*What you should do*. Take the data below and filter it for lines containing the word "FeatureStart"; show each line found.

┄┄┄┄┄┄┄┄┄┄┄┄┄┄┄┄┄┄┄┄

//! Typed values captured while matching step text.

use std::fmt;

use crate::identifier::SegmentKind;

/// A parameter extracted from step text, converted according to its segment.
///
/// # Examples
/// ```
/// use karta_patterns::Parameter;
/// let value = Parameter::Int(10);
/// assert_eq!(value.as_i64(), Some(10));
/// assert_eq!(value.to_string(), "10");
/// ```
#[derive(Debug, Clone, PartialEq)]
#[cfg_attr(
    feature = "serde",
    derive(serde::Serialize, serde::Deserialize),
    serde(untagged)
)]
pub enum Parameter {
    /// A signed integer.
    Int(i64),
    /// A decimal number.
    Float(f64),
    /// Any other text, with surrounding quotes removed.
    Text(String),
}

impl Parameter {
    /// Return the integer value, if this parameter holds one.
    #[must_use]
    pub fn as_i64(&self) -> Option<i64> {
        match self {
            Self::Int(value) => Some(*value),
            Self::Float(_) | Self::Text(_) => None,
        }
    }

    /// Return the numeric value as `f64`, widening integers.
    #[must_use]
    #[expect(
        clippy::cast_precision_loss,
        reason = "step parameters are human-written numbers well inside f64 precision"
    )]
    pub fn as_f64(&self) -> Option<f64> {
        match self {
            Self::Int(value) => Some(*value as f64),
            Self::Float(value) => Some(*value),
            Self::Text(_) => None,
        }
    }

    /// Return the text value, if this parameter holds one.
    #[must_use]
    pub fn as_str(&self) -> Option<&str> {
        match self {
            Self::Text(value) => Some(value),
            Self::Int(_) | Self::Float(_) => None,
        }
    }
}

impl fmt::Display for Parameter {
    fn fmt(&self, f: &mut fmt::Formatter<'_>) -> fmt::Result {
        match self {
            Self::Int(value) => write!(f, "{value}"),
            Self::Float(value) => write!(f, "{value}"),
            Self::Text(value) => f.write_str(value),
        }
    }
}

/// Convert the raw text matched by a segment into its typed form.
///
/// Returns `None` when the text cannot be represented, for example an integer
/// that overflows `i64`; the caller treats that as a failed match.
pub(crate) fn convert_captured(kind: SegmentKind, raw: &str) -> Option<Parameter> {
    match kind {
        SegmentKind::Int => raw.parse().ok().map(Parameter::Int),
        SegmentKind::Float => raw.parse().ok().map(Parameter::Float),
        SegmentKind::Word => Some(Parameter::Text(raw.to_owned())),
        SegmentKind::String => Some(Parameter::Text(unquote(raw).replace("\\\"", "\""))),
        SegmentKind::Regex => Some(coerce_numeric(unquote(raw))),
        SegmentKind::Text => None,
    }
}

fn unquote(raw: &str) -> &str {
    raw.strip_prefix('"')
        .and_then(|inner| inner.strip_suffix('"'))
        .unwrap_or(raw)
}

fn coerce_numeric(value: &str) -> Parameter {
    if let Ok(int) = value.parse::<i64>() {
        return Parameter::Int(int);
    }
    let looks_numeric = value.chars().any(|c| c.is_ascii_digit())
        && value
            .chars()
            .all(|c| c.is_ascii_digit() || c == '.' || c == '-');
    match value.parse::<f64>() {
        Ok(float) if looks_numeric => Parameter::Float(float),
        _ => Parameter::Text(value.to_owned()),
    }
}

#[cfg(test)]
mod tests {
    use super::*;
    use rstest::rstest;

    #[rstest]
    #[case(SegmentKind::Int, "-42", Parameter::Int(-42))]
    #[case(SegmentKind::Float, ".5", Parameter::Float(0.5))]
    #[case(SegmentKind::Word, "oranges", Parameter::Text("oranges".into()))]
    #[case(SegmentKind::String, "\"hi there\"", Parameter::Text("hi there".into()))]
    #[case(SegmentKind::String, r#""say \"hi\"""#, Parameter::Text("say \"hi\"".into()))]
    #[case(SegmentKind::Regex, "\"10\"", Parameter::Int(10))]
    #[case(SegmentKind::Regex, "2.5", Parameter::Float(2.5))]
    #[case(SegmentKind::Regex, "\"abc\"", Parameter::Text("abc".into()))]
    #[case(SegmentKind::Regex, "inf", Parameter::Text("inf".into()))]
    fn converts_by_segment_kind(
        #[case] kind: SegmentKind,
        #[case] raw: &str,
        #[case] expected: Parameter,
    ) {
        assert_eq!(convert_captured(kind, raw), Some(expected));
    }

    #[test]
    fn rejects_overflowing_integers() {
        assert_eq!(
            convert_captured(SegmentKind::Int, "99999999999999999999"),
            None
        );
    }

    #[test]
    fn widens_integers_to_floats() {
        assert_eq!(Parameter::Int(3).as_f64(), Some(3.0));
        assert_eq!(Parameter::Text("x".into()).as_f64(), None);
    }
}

┄┄┄┄┄┄┄┄┄┄┄┄┄┄┄┄┄┄┄┄

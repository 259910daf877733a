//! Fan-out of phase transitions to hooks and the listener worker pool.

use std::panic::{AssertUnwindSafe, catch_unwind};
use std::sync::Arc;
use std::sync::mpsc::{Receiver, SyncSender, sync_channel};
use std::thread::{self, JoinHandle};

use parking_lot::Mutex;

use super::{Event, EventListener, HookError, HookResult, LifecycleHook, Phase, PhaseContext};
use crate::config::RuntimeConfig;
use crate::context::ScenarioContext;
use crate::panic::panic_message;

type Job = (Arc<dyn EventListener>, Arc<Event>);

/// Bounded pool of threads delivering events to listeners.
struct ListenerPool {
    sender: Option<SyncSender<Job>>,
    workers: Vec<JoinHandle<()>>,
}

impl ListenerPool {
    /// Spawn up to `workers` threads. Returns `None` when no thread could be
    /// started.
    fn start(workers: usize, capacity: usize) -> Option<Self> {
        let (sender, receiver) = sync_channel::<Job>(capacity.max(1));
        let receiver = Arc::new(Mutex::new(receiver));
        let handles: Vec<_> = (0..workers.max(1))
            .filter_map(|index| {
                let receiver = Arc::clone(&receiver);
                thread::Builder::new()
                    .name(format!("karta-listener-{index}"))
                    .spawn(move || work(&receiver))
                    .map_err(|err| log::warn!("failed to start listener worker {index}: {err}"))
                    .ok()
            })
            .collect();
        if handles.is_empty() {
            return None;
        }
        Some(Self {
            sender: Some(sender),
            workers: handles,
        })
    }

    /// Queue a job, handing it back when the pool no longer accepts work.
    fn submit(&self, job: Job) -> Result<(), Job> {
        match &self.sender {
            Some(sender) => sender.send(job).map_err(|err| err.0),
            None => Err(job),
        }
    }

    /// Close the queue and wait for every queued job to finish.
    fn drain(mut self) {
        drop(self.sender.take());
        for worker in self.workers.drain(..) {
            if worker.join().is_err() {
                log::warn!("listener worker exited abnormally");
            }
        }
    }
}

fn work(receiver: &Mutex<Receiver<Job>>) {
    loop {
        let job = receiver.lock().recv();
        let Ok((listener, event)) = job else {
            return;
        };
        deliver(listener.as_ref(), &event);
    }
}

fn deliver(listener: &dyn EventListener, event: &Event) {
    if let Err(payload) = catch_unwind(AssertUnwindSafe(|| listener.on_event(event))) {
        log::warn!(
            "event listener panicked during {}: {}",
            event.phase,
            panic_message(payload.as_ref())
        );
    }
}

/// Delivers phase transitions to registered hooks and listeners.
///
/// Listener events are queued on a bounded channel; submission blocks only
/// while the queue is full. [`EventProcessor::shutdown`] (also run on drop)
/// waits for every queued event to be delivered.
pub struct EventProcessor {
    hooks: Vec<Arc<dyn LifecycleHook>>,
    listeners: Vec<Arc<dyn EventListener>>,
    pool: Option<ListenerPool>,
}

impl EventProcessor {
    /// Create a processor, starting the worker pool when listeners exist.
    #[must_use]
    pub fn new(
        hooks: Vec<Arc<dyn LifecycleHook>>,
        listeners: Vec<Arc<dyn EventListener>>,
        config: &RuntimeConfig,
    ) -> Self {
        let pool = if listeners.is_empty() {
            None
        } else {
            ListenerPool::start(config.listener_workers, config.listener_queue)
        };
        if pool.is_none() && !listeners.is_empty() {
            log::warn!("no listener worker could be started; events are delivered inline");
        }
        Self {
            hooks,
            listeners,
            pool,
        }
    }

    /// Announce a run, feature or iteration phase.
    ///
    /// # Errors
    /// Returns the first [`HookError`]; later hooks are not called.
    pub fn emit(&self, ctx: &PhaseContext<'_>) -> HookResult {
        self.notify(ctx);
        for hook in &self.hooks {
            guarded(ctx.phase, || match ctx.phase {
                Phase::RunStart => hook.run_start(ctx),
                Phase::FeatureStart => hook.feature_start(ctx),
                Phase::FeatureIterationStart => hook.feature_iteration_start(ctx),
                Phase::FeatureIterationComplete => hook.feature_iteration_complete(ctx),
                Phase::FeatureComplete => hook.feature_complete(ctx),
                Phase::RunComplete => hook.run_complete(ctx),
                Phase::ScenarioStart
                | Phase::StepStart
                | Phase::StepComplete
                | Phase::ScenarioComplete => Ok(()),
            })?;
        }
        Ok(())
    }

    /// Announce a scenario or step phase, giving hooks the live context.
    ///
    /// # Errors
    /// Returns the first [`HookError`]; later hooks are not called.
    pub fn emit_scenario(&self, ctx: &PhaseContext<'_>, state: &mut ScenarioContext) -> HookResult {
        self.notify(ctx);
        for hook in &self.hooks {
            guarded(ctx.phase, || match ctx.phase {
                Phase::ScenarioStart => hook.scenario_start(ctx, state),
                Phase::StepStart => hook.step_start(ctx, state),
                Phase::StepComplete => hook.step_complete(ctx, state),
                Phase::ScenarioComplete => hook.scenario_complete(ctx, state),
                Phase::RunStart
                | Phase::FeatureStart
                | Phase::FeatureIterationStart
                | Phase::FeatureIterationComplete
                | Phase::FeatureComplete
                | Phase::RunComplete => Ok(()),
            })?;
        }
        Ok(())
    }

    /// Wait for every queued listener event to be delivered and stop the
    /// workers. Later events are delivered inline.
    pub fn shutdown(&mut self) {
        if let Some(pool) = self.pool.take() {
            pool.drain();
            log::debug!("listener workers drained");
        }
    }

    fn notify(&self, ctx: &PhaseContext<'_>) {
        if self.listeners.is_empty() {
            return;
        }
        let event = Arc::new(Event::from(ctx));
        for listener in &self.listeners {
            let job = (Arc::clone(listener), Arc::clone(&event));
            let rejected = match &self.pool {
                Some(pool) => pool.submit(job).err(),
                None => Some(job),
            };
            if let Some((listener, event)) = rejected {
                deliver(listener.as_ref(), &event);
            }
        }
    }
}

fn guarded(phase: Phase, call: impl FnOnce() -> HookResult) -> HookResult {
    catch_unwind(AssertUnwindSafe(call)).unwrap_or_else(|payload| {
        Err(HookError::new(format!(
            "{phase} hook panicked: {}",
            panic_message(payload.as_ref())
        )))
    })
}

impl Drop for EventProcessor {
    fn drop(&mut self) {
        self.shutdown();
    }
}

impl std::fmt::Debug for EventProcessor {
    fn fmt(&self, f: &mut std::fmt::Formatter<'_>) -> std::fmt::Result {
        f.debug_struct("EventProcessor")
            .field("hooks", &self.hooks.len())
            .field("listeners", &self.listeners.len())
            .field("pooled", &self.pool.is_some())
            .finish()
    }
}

┄┄┄┄┄┄┄┄┄┄┄┄┄┄┄┄┄┄┄┄

*Task answer*.
                Phase::FeatureStart => hook.feature_start(ctx),
                | Phase::FeatureStart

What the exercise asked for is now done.